滑点比例,委托价格与最后的成交价格的价差设置,这个价差是当时价格的一个百分比(比如设置 0.002 时,撮合成交时委托价格 ± 当前周期价格*0.001)。最终成交价格=委托价格 ± 委托价格*float(slippage)/2,选填字段

返回

None

示例

python
def initialize(context):
    g.security = "600570.XSHG"
    set_universe(g.security)
    # 将滑点设置为0.002
    set_slippage(slippage=0.002)

def handle_data(context, data):
    pass

set_volume_ratio

中文名

设置成交比例

接口说明

用于设置回测中单笔委托的成交比例,使得盘口流动性方面的设置尽量逼近真实交易场景。

接口定义

python
set_volume_ratio(volume_ratio=0.25)

使用场景

❌研究 ✅回测 ❌交易

注意事项

假如委托下单数量大于成交比例计算后的数量,系统会按成交比例计算后的数量撮合,差额部分委托数量不会继续挂单。

参数

volume_ratio

  • 类型: float
  • 默认: 0.25

设置成交比例,即指本周期最大成交数量为本周期市场可成交总量的四分之一,选填字段

返回

None

示例

python
def initialize(context):
    g.security = "600570.XSHG"
    set_universe(g.security)
    #将最大成交数量设置为本周期可成交总量的二分之一
    set_volume_ratio(volume_ratio=0.5)

def handle_data(context, data):
    pass

set_limit_mode

中文名

设置成交数量限制模式

接口说明

用于设置回测的成交数量限制模式。
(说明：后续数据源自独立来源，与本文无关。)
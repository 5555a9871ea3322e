//! The chainable image handle.
//!
//! An [`ImageHandle`] remembers where its image came from, owns exactly one
//! current canvas, and replaces that canvas on every transform:
//!
//! ```text
//! open ──reset──▶ Loaded ──resize/crop/rotate/…──▶ Loaded
//!                   │                               │
//!                   └────────────destroy────────────┴──▶ Destroyed ──reset──▶ Loaded
//! ```
//!
//! Each transform computes its new canvas in full before the old one is
//! dropped, so a failing transform leaves the handle exactly as it was.
//!
//! A handle is not internally synchronized. Share it across threads only
//! behind the caller's own lock.
//!
//! ```no_run
//! use imgchain::ImageHandle;
//!
//! # fn main() -> imgchain::imaging::Result<()> {
//! let mut image = ImageHandle::open("/photos/dawn.jpg")?;
//! image.fill(300, 300)?.rotate(90.0)?;
//! image.save(Some("dawn-square"))?; // → /photos/dawn-square.jpg
//! # Ok(())
//! # }
//! ```

use super::backend::{Codec, Dimensions, ImageError, Result, Storage};
use super::canvas::PixelCanvas;
use super::compositor;
use super::mask::apply_mask;
use super::operations;
use super::params::{FitPolicy, MimeType};
use super::rust_backend::{FsStorage, RustCodec};
use crate::config::ImageConfig;
use std::borrow::Cow;
use std::path::{Path, PathBuf};

/// Where an overlay or mask comes from.
#[derive(Debug, Clone)]
pub enum ImageSource {
    /// Encoded image read through the handle's storage.
    Locator(String),
    /// Already-decoded pixels, used as is.
    Canvas(PixelCanvas),
}

impl ImageSource {
    /// Snapshot another handle the way it would export: encoded to PNG and
    /// decoded again.
    pub fn from_handle<C: Codec, S: Storage>(handle: &ImageHandle<C, S>) -> Result<Self> {
        let bytes = handle.to_png_bytes()?;
        Ok(Self::Canvas(handle.codec.decode(&bytes)?))
    }
}

impl From<&str> for ImageSource {
    fn from(locator: &str) -> Self {
        Self::Locator(locator.to_string())
    }
}

impl From<String> for ImageSource {
    fn from(locator: String) -> Self {
        Self::Locator(locator)
    }
}

impl From<&Path> for ImageSource {
    fn from(path: &Path) -> Self {
        Self::Locator(path.to_string_lossy().into_owned())
    }
}

impl From<PixelCanvas> for ImageSource {
    fn from(canvas: PixelCanvas) -> Self {
        Self::Canvas(canvas)
    }
}

/// What [`ImageHandle::save`] produced.
#[derive(Debug, Clone, PartialEq, Eq)]
pub enum SaveOutcome {
    /// Written through storage at this resolved locator.
    Written(String),
    /// No location given: the encoded bytes.
    Bytes(Vec<u8>),
}

/// A loaded image plus the chain of transforms applied to it.
pub struct ImageHandle<C: Codec = RustCodec, S: Storage = FsStorage> {
    locator: String,
    mime: String,
    width: u32,
    height: u32,
    canvas: Option<PixelCanvas>,
    codec: C,
    storage: S,
    fit_policy: FitPolicy,
}

impl ImageHandle {
    /// Load an image from the filesystem with default settings.
    pub fn open(locator: impl Into<String>) -> Result<Self> {
        Self::open_with_config(locator, &ImageConfig::default())
    }

    /// Load an image from the filesystem, taking codec settings and the fit
    /// policy from `config`.
    pub fn open_with_config(locator: impl Into<String>, config: &ImageConfig) -> Result<Self> {
        let mut handle = Self::with_backend(locator, RustCodec::from_config(config), FsStorage)?;
        handle.fit_policy = config.transform.fit_policy;
        Ok(handle)
    }
}

impl<C: Codec, S: Storage> ImageHandle<C, S> {
    /// Load an image through the given codec and storage.
    pub fn with_backend(locator: impl Into<String>, codec: C, storage: S) -> Result<Self> {
        let mut handle = Self {
            locator: locator.into(),
            mime: String::new(),
            width: 0,
            height: 0,
            canvas: None,
            codec,
            storage,
            fit_policy: FitPolicy::default(),
        };
        handle.reset()?;
        Ok(handle)
    }

    /// Use `policy` for subsequent [`fit`](Self::fit) calls.
    pub fn with_fit_policy(mut self, policy: FitPolicy) -> Self {
        self.fit_policy = policy;
        self
    }

    /// MIME type of the original source, e.g. `image/png`.
    pub fn mime(&self) -> &str {
        &self.mime
    }

    /// Width and height of the current canvas.
    ///
    /// After [`destroy`](Self::destroy) this is the last known size, until the
    /// next [`reset`](Self::reset) reloads the original.
    pub fn size(&self) -> Dimensions {
        Dimensions {
            width: self.width,
            height: self.height,
        }
    }

    /// Locator the handle was opened from.
    pub fn locator(&self) -> &str {
        &self.locator
    }

    /// The current canvas, or `None` after [`destroy`](Self::destroy).
    pub fn canvas(&self) -> Option<&PixelCanvas> {
        self.canvas.as_ref()
    }

    pub fn is_destroyed(&self) -> bool {
        self.canvas.is_none()
    }

    /// Reload from the original source, discarding every transform.
    ///
    /// The freshly decoded canvas is passed through a 100% resample so that
    /// transparency is represented the same way as after any other transform.
    pub fn reset(&mut self) -> Result<&mut Self> {
        let bytes = self.storage.read(&self.locator)?;
        let info = self.codec.sniff(&bytes)?;
        let decoded = self.codec.decode(&bytes)?;
        let normalized = operations::percent(&decoded, 1.0)?;

        log::info!(
            "loaded {} ({}, {}x{})",
            self.locator,
            info.mime,
            normalized.width(),
            normalized.height()
        );
        self.mime = info.mime;
        self.replace(normalized);
        Ok(self)
    }

    /// Release the current canvas. Calling it again is a no-op.
    ///
    /// [`mime`](Self::mime) and [`size`](Self::size) keep reporting the values
    /// from before the release.
    pub fn destroy(&mut self) -> &mut Self {
        if self.canvas.take().is_some() {
            log::debug!("destroyed canvas of {}", self.locator);
        }
        self
    }

    /// Resample to exactly `width × height`.
    pub fn resize(&mut self, width: u32, height: u32) -> Result<&mut Self> {
        let out = operations::resize(self.current()?, width, height)?;
        self.replace(out);
        Ok(self)
    }

    /// Reframe to `width × height` with the window origin at `(x, y)`.
    pub fn crop(&mut self, width: u32, height: u32, x: i64, y: i64) -> Result<&mut Self> {
        let out = operations::crop(self.current()?, width, height, x, y)?;
        self.replace(out);
        Ok(self)
    }

    /// Rotate counter-clockwise by `angle` degrees, growing the canvas to fit.
    pub fn rotate(&mut self, angle: f64) -> Result<&mut Self> {
        let out = compositor::rotate(self.current()?, angle)?;
        log::debug!(
            "rotate {angle}° -> {}x{}",
            out.width(),
            out.height()
        );
        self.replace(out);
        Ok(self)
    }

    /// Paste `source` over the current canvas with its top-left at `(x, y)`.
    pub fn overlay(&mut self, source: impl Into<ImageSource>, x: i64, y: i64) -> Result<&mut Self> {
        let current = self.current()?;
        let overlay = self.resolve_source(source.into())?;
        let mut out = current.clone();
        compositor::copy_into(&mut out, &overlay, x, y);
        log::debug!(
            "overlay {}x{} at ({x}, {y})",
            overlay.width(),
            overlay.height()
        );
        self.replace(out);
        Ok(self)
    }

    /// Crop to the mask's size at `(x, y)` and take alpha from its red channel.
    pub fn mask(&mut self, source: impl Into<ImageSource>, x: i64, y: i64) -> Result<&mut Self> {
        let current = self.current()?;
        let mask = self.resolve_source(source.into())?;
        let out = apply_mask(current, &mask, x, y)?;
        self.replace(out);
        Ok(self)
    }

    /// Scale both sides by `factor` (1.0 = 100%).
    pub fn percent(&mut self, factor: f64) -> Result<&mut Self> {
        let out = operations::percent(self.current()?, factor)?;
        self.replace(out);
        Ok(self)
    }

    /// Downscale to fit within `width × height`.
    pub fn fit(&mut self, width: u32, height: u32) -> Result<&mut Self> {
        let policy = self.fit_policy;
        if let Cow::Owned(out) = operations::fit(self.current()?, width, height, policy)? {
            self.replace(out);
        }
        Ok(self)
    }

    /// Scale to cover `width × height` and center-crop the overflow.
    pub fn fill(&mut self, width: u32, height: u32) -> Result<&mut Self> {
        if let Cow::Owned(out) = operations::fill(self.current()?, width, height)? {
            self.replace(out);
        }
        Ok(self)
    }

    /// Encode in the original format.
    ///
    /// With `None`, returns the encoded bytes. With a location, writes there
    /// and returns the resolved locator; a bare name without any `/` is placed
    /// beside the original and given its extension (see
    /// [`resolve_save_locator`]).
    pub fn save(&self, location: Option<&str>) -> Result<SaveOutcome> {
        let format = MimeType::from_mime(&self.mime)
            .ok_or_else(|| ImageError::UnsupportedFormat(self.mime.clone()))?;
        let bytes = self.codec.encode(self.current()?, format)?;

        match location.filter(|l| !l.is_empty()) {
            None => Ok(SaveOutcome::Bytes(bytes)),
            Some(location) => {
                let target = resolve_save_locator(&self.locator, location, format);
                self.storage.write(&target, &bytes)?;
                log::info!("saved {} ({format}, {} bytes)", target, bytes.len());
                Ok(SaveOutcome::Written(target))
            }
        }
    }

    /// The current canvas encoded as PNG, whatever the original format.
    pub fn to_png_bytes(&self) -> Result<Vec<u8>> {
        self.codec.encode(self.current()?, MimeType::Png)
    }

    fn current(&self) -> Result<&PixelCanvas> {
        self.canvas.as_ref().ok_or(ImageError::Destroyed)
    }

    fn replace(&mut self, canvas: PixelCanvas) {
        self.width = canvas.width();
        self.height = canvas.height();
        self.canvas = Some(canvas);
    }

    fn resolve_source(&self, source: ImageSource) -> Result<PixelCanvas> {
        match source {
            ImageSource::Canvas(canvas) => Ok(canvas),
            ImageSource::Locator(locator) => {
                let bytes = self.storage.read(&locator)?;
                self.codec.decode(&bytes)
            }
        }
    }
}

impl<C: Codec, S: Storage> TryFrom<&ImageHandle<C, S>> for Vec<u8> {
    type Error = ImageError;

    fn try_from(handle: &ImageHandle<C, S>) -> Result<Self> {
        handle.to_png_bytes()
    }
}

impl<C: Codec, S: Storage> std::fmt::Debug for ImageHandle<C, S> {
    fn fmt(&self, f: &mut std::fmt::Formatter<'_>) -> std::fmt::Result {
        f.debug_struct("ImageHandle")
            .field("locator", &self.locator)
            .field("mime", &self.mime)
            .field("width", &self.width)
            .field("height", &self.height)
            .field("destroyed", &self.is_destroyed())
            .finish()
    }
}

/// Expand a save location that contains no `/`.
///
/// `"thumb"` next to `/photos/dawn.jpg` becomes `/photos/thumb.jpg`. A
/// location with a `/` anywhere is used verbatim. When the original has no
/// extension, the canonical one for `format` is used.
pub fn resolve_save_locator(original: &str, location: &str, format: MimeType) -> String {
    if location.contains('/') {
        return location.to_string();
    }

    let original = Path::new(original);
    let extension = original
        .extension()
        .and_then(|e| e.to_str())
        .unwrap_or_else(|| format.extension());
    let dir = match original.parent() {
        Some(p) if !p.as_os_str().is_empty() => p.to_path_buf(),
        _ => PathBuf::from("."),
    };

    let dir = dir.to_string_lossy();
    format!("{}/{location}.{extension}", dir.trim_end_matches('/'))
}
//! High-level transform policies.
//!
//! These functions combine [`calculations`](super::calculations) with the
//! pixel primitives in [`resample`](super::resample) and
//! [`compositor`](super::compositor). None of them mutate their input: each
//! returns a new canvas, or borrows the input back when the policy decides
//! nothing needs to change.

use super::backend::Result;
use super::calculations::{centered_crop_offset, fill_plan, fit_scale_with, percent_dimensions};
use super::canvas::{PixelCanvas, check_dimensions};
use super::compositor::copy_into;
use super::params::FitPolicy;
use super::resample::resample;
use std::borrow::Cow;

/// Resize to exactly `width × height`, ignoring aspect ratio.
pub fn resize(canvas: &PixelCanvas, width: u32, height: u32) -> Result<PixelCanvas> {
    let out = resample(canvas, width, height)?;
    log::debug!(
        "resize {}x{} -> {width}x{height}",
        canvas.width(),
        canvas.height()
    );
    Ok(out)
}

/// Scale both sides by `factor`.
///
/// Always resamples, even for a factor of 1: the result is a fresh canvas
/// with normalized transparency.
pub fn percent(canvas: &PixelCanvas, factor: f64) -> Result<PixelCanvas> {
    let target = percent_dimensions(canvas.dimensions(), factor)?;
    log::debug!(
        "percent {factor} on {}x{} -> {}x{}",
        canvas.width(),
        canvas.height(),
        target.width,
        target.height
    );
    resample(canvas, target.width, target.height)
}

/// Uniformly downscale so the canvas fits `max_width × max_height`.
///
/// Returns the input unchanged when no scaling is needed. See
/// [`FitPolicy`] for how the two bounds combine.
pub fn fit(
    canvas: &PixelCanvas,
    max_width: u32,
    max_height: u32,
    policy: FitPolicy,
) -> Result<Cow<'_, PixelCanvas>> {
    check_dimensions(max_width, max_height)?;
    let scale = fit_scale_with(policy, canvas.dimensions(), max_width, max_height);
    if scale == 1.0 {
        return Ok(Cow::Borrowed(canvas));
    }

    let out = percent(canvas, scale)?;
    if out.width() > max_width || out.height() > max_height {
        log::warn!(
            "fit {max_width}x{max_height}: {:?} policy produced {}x{}, which exceeds the bounds",
            policy,
            out.width(),
            out.height()
        );
    }
    Ok(Cow::Owned(out))
}

/// Scale to cover `width × height`, then center-crop the overflow.
pub fn fill(canvas: &PixelCanvas, width: u32, height: u32) -> Result<Cow<'_, PixelCanvas>> {
    check_dimensions(width, height)?;
    let target = (width, height).into();
    let plan = fill_plan(canvas.dimensions(), target);

    let scaled = if plan.scale != 1.0 {
        Cow::Owned(percent(canvas, plan.scale)?)
    } else {
        Cow::Borrowed(canvas)
    };

    if !plan.needs_crop {
        return Ok(scaled);
    }

    let (x, y) = centered_crop_offset(scaled.dimensions(), target);
    log::debug!(
        "fill {width}x{height}: scaled to {}x{}, crop offset ({x}, {y})",
        scaled.width(),
        scaled.height()
    );
    Ok(Cow::Owned(crop(&scaled, width, height, x, y)?))
}

/// Reframe into a new `width × height` canvas.
///
/// The source origin lands at `(-x, -y)`: positive offsets move the window
/// right/down into the image, negative offsets add a transparent margin on the
/// top/left. Regions of the window not covered by the source stay transparent.
pub fn crop(canvas: &PixelCanvas, width: u32, height: u32, x: i64, y: i64) -> Result<PixelCanvas> {
    let mut out = PixelCanvas::allocate(width, height)?;
    copy_into(&mut out, canvas, x.saturating_neg(), y.saturating_neg());
    log::debug!(
        "crop {}x{} -> {width}x{height} at ({x}, {y})",
        canvas.width(),
        canvas.height()
    );
    Ok(out)
}

#[cfg(test)]
mod tests {
    use super::*;
    use crate::imaging::backend::ImageError;
    use crate::imaging::canvas::Color;
    use crate::test_helpers::{gradient_canvas, solid_canvas};

    // =========================================================================
    // percent
    // =========================================================================

    #[test]
    fn percent_one_keeps_size_and_content() {
        let src = gradient_canvas(12, 8);
        let out = percent(&src, 1.0).unwrap();
        assert_eq!(out.dimensions(), src.dimensions());
        assert_eq!(out, src);
    }

    #[test]
    fn percent_halves() {
        let src = gradient_canvas(1024, 768);
        let out = percent(&src, 0.1).unwrap();
        assert_eq!((out.width(), out.height()), (102, 77));
    }

    #[test]
    fn percent_rejects_zero() {
        let src = gradient_canvas(4, 4);
        assert!(matches!(percent(&src, 0.0), Err(ImageError::InvalidScale(_))));
    }

    // =========================================================================
    // fit
    // =========================================================================

    #[test]
    fn fit_small_image_is_borrowed() {
        let src = gradient_canvas(100, 50);
        let out = fit(&src, 300, 300, FitPolicy::Sequential).unwrap();
        assert!(matches!(out, Cow::Borrowed(_)));
    }

    #[test]
    fn fit_sequential_height_wins() {
        let src = gradient_canvas(1024, 768);
        let out = fit(&src, 300, 300, FitPolicy::Sequential).unwrap();
        assert_eq!((out.width(), out.height()), (400, 300));
    }

    #[test]
    fn fit_contain_fits_both_bounds() {
        let src = gradient_canvas(1024, 768);
        let out = fit(&src, 300, 300, FitPolicy::Contain).unwrap();
        assert_eq!((out.width(), out.height()), (300, 225));
    }

    #[test]
    fn fit_width_only_overflow() {
        let src = gradient_canvas(600, 100);
        let out = fit(&src, 300, 300, FitPolicy::Sequential).unwrap();
        assert_eq!((out.width(), out.height()), (300, 50));
    }

    #[test]
    fn fit_zero_bounds_are_invalid() {
        let src = gradient_canvas(10, 10);
        assert!(matches!(
            fit(&src, 0, 10, FitPolicy::Sequential),
            Err(ImageError::InvalidDimensions { .. })
        ));
    }

    // =========================================================================
    // fill
    // =========================================================================

    #[test]
    fn fill_landscape_into_square_centers_crop() {
        // 1024x768 → scale 300/768 → 400x300 → crop 50px off each side.
        let src = PixelCanvas::from_fn(1024, 768, |x, _| {
            if x < 128 || x >= 896 {
                Color::rgb(255, 0, 0)
            } else {
                Color::rgb(0, 0, 255)
            }
        })
        .unwrap();
        let out = fill(&src, 300, 300).unwrap();
        assert_eq!((out.width(), out.height()), (300, 300));
        // The red bands (50px wide after scaling) were cropped away on both sides.
        assert_eq!(out.get_pixel(0, 150).unwrap(), Color::rgb(0, 0, 255));
        assert_eq!(out.get_pixel(299, 150).unwrap(), Color::rgb(0, 0, 255));
        assert!(out.pixels().iter().all(|c| c.is_opaque()));
    }

    #[test]
    fn fill_portrait_into_landscape() {
        let src = gradient_canvas(300, 600);
        let out = fill(&src, 200, 100).unwrap();
        assert_eq!((out.width(), out.height()), (200, 100));
        assert!(out.pixels().iter().all(|c| c.is_opaque()));
    }

    #[test]
    fn fill_same_ratio_only_scales() {
        let src = gradient_canvas(800, 600);
        let out = fill(&src, 400, 300).unwrap();
        assert_eq!((out.width(), out.height()), (400, 300));
    }

    #[test]
    fn fill_exact_size_is_borrowed() {
        let src = gradient_canvas(40, 30);
        let out = fill(&src, 40, 30).unwrap();
        assert!(matches!(out, Cow::Borrowed(_)));
    }

    // =========================================================================
    // crop
    // =========================================================================

    #[test]
    fn crop_full_size_at_origin_is_identity() {
        let src = gradient_canvas(9, 6);
        assert_eq!(crop(&src, 9, 6, 0, 0).unwrap(), src);
    }

    #[test]
    fn crop_positive_offset_moves_window_into_image() {
        let src = gradient_canvas(10, 10);
        let out = crop(&src, 4, 3, 2, 5).unwrap();
        assert_eq!((out.width(), out.height()), (4, 3));
        assert_eq!(out.get_pixel(0, 0).unwrap(), src.get_pixel(2, 5).unwrap());
        assert_eq!(out.get_pixel(3, 2).unwrap(), src.get_pixel(5, 7).unwrap());
    }

    #[test]
    fn crop_negative_offset_pads_with_transparency() {
        let src = solid_canvas(4, 4, Color::rgb(9, 9, 9));
        let out = crop(&src, 6, 6, -2, -1).unwrap();
        assert_eq!(out.get_pixel(0, 0).unwrap(), Color::TRANSPARENT);
        assert_eq!(out.get_pixel(1, 3).unwrap(), Color::TRANSPARENT);
        assert_eq!(out.get_pixel(2, 1).unwrap(), Color::rgb(9, 9, 9));
        assert_eq!(out.get_pixel(5, 4).unwrap(), Color::rgb(9, 9, 9));
        assert_eq!(out.get_pixel(5, 5).unwrap(), Color::TRANSPARENT);
    }

    #[test]
    fn crop_larger_than_source_pads_right_and_bottom() {
        let src = solid_canvas(2, 2, Color::rgb(1, 1, 1));
        let out = crop(&src, 3, 3, 0, 0).unwrap();
        assert_eq!(out.get_pixel(2, 2).unwrap(), Color::TRANSPARENT);
    }

    #[test]
    fn crop_zero_size_is_invalid() {
        let src = gradient_canvas(4, 4);
        assert!(matches!(
            crop(&src, 0, 4, 0, 0),
            Err(ImageError::InvalidDimensions { .. })
        ));
    }

    #[test]
    fn crop_extreme_offsets_yield_transparent_window() {
        let src = solid_canvas(4, 4, Color::rgb(9, 9, 9));
        for (x, y) in [(i64::MIN, 0), (0, i64::MIN), (i64::MAX, 0), (0, i64::MAX)] {
            let out = crop(&src, 2, 2, x, y).unwrap();
            assert!(out.pixels().iter().all(|c| *c == Color::TRANSPARENT));
        }
    }

    // =========================================================================
    // allocation limits
    // =========================================================================

    #[test]
    fn resize_to_huge_canvas_is_typed_error() {
        let src = gradient_canvas(4, 4);
        assert!(matches!(
            resize(&src, u32::MAX, u32::MAX),
            Err(ImageError::CanvasTooLarge { .. })
        ));
    }

    #[test]
    fn percent_blowup_is_typed_error() {
        let src = gradient_canvas(4, 4);
        assert!(matches!(
            percent(&src, 1e6),
            Err(ImageError::CanvasTooLarge { .. })
        ));
    }
}
//! Pure calculation functions for transform dimensions.
//!
//! All functions here are pure and testable without any pixels.

use super::backend::{Dimensions, ImageError, Result};
use super::params::FitPolicy;

/// Dimensions after scaling by `factor`, rounded half away from zero.
///
/// # Examples
/// ```
/// # use imgchain::imaging::calculations::percent_dimensions;
/// // 1024x768 at 10% → 102x77
/// let dims = percent_dimensions((1024, 768).into(), 0.1).unwrap();
/// assert_eq!((dims.width, dims.height), (102, 77));
/// ```
pub fn percent_dimensions(source: Dimensions, factor: f64) -> Result<Dimensions> {
    if !factor.is_finite() || factor <= 0.0 {
        return Err(ImageError::InvalidScale(factor));
    }
    let width = (f64::from(source.width) * factor).round();
    let height = (f64::from(source.height) * factor).round();
    if width < 1.0 || height < 1.0 || width > f64::from(u32::MAX) || height > f64::from(u32::MAX)
    {
        return Err(ImageError::InvalidDimensions {
            width: width.clamp(0.0, f64::from(u32::MAX)) as u32,
            height: height.clamp(0.0, f64::from(u32::MAX)) as u32,
        });
    }
    Ok(Dimensions {
        width: width as u32,
        height: height as u32,
    })
}

/// Scale factor that brings `source` within `max_width × max_height`.
///
/// Starts at 1. A width overflow sets the factor from the width; a height
/// overflow then sets it from the height, replacing the width-derived value
/// rather than taking the smaller of the two. For sources that overflow both
/// bounds, the height constraint wins even when the width would still exceed
/// its bound afterwards.
///
/// # Examples
/// ```
/// # use imgchain::imaging::calculations::fit_scale;
/// // 1024x768 in 300x300: both overflow, height wins → 300/768
/// assert_eq!(fit_scale((1024, 768).into(), 300, 300), 300.0 / 768.0);
/// ```
pub fn fit_scale(source: Dimensions, max_width: u32, max_height: u32) -> f64 {
    let mut scale = 1.0;
    if source.width > max_width {
        scale = f64::from(max_width) / f64::from(source.width);
    }
    if source.height > max_height {
        scale = f64::from(max_height) / f64::from(source.height);
    }
    scale
}

/// Scale factor for `fit` under the given policy.
///
/// [`FitPolicy::Sequential`] is [`fit_scale`]. [`FitPolicy::Contain`] takes
/// the smaller ratio, never exceeding 1.
pub fn fit_scale_with(policy: FitPolicy, source: Dimensions, max_width: u32, max_height: u32) -> f64 {
    match policy {
        FitPolicy::Sequential => fit_scale(source, max_width, max_height),
        FitPolicy::Contain => {
            let by_width = f64::from(max_width) / f64::from(source.width);
            let by_height = f64::from(max_height) / f64::from(source.height);
            by_width.min(by_height).min(1.0)
        }
    }
}

/// How `fill` reaches its target: a uniform scale, then an optional crop.
#[derive(Debug, Clone, Copy, PartialEq)]
pub struct FillPlan {
    pub scale: f64,
    /// `false` when source and target share an aspect ratio.
    pub needs_crop: bool,
}

/// Plan a fill of `target` by `source`.
///
/// Compares `height / width` ratios: a source flatter than the target is
/// scaled to the target height, otherwise to the target width. Either way the
/// scaled image covers the target and overflows along one axis.
pub fn fill_plan(source: Dimensions, target: Dimensions) -> FillPlan {
    let image_ratio = f64::from(source.height) / f64::from(source.width);
    let target_ratio = f64::from(target.height) / f64::from(target.width);

    let scale = if image_ratio < target_ratio {
        f64::from(target.height) / f64::from(source.height)
    } else {
        f64::from(target.width) / f64::from(source.width)
    };

    FillPlan {
        scale,
        needs_crop: image_ratio != target_ratio,
    }
}

/// Crop window origin that centers `scaled` over `target`.
///
/// Returned as crop offsets: positive values move the window right/down
/// into the scaled image.
pub fn centered_crop_offset(scaled: Dimensions, target: Dimensions) -> (i64, i64) {
    let half = |t: u32, s: u32| ((f64::from(t) - f64::from(s)) / 2.0).round() as i64;
    (
        -half(target.width, scaled.width),
        -half(target.height, scaled.height),
    )
}
//! Image processing: an in-memory canvas plus the transforms that act on it.
//!
//! | Operation | Crate / function |
//! |---|---|
//! | **Sniff / decode** | `image::ImageReader` (PNG, GIF, JPEG) |
//! | **Encode** | `image` PNG / GIF / JPEG encoders |
//! | **Resample** | area-weighted box filter, rows in parallel via `rayon` |
//! | **Rotate** | exact quarter turns, bilinear inverse mapping otherwise |
//! | **Overlay / crop** | clipped block copy |
//! | **Mask** | alpha from the mask's red channel |
//!
//! The module is split into:
//! - **Canvas**: [`PixelCanvas`] and [`Color`] with 7-bit inverted alpha
//! - **Pixel primitives**: `resample`, `compositor`, `mask`
//! - **Calculations**: Pure functions for dimension math (unit testable)
//! - **Parameters**: Formats, quality and policy enums
//! - **Backend**: [`Codec`] and [`Storage`] traits + [`RustCodec`] / [`FsStorage`]
//! - **Operations**: High-level policies combining calculations + primitives
//! - **Handle**: [`ImageHandle`], the chainable façade over all of the above

pub mod backend;
pub mod calculations;
pub mod canvas;
pub mod compositor;
pub mod handle;
pub mod mask;
pub mod operations;
mod params;
pub mod resample;
pub mod rust_backend;

pub use backend::{Codec, Dimensions, ImageError, Result, SourceInfo, Storage};
pub use canvas::{ALPHA_OPAQUE, ALPHA_TRANSPARENT, Color, MAX_CANVAS_PIXELS, PixelCanvas};
pub use handle::{ImageHandle, ImageSource, SaveOutcome};
pub use params::{FitPolicy, MimeType, PngCompression, Quality};
pub use rust_backend::{FsStorage, RustCodec};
对于月度调仓等低频策略,对流动性冲击不是很敏感,不做成交量限制可以让回测更加便捷。

接口定义

python
set_limit_mode(limit_mode="LIMIT")

使用场景

❌研究 ✅回测 ❌交易

注意事项

不做限制之后实际撮合成交量是可以大于该时间段的实际成交总量。

参数

limit_mode

  • 类型: str
  • 默认: LIMIT

设置成交数量限制模式,即指回测撮合交易时对成交数量是否做限制进行控制,选填字段

默认为限制,入参"LIMIT",不做限制则入参"UNLIMITED"

返回

None

示例

python
def initialize(context):
    g.security = "600570.XSHG"
    set_universe(g.security)
    #回测中不限制成交数量
    set_limit_mode("UNLIMITED")

def handle_data(context, data):
    pass

set_yesterday_position

中文名

设置底仓

接口说明

用于设置回测的初始底仓。

接口定义

python
set_yesterday_position(poslist)

使用场景

❌研究 ✅回测 ❌交易

注意事项

该函数会使策略初始化运行就创建出持仓对象,里面包含了设置的持仓信息。

参数

poslist

  • 类型: list[dict[str:str],...]

list 类型数据,该 list 中是字典类型的元素,参数不能为空,必填字段

数据格式及参数字段如下:

[{
    "sid":标的代码,
    "amount":持仓数量,
    "enable_amount":可用数量,
    "cost_basis":每股的持仓成本价格,
}]

参数也可通过 csv 文件的形式传入,参考接口convert_position_from_csv

返回

None

示例

python
def initialize(context):
    g.security = "600570.XSHG"
    set_universe(g.security)
    # 设置底仓
    pos={}
    pos["sid"] = "600570.XSHG"
    pos["amount"] = "1000"
    pos["enable_amount"] = "600"
    pos["cost_basis"] = "55"
    set_yesterday_position([pos])

def handle_data(context, data):
    #卖出100股
    order(g.security,-100)

set_parameters

中文名

设置策略配置参数

接口说明

用于设置策略中的配置参数,包括:交易中节假日是否执行 before_trading_start;tick_data 中 data 是否包含 order 和 transcation;策略中是否接收非本交易产生的主推;交易时间段若服务器重启,是否自动执行重新拉起本交易;若服务器重启导致重拉交易,是否重复执行 before_trading_start 函数。

接口定义

python
set_parameters(**kwargs)

使用场景

❌研究 ✅回测 ✅交易

注意事项

1、该函数入参格式必须为 a=b 样式。

2、not_restart_trade、server_restart_not_do_before 两个入参必须在 initialize 模块中设置

3、not_restart_trade 入参配置说明(交易场景务必了解):

服务器环境重启拉起交易时,initialize 和 before_trading_start 函数会被重复调用,请务必检查策略编写逻辑:

(1)避免在这两个函数中设置无法被系统持久化保存的变量,变量一旦被初始化会导致策略逻辑异常。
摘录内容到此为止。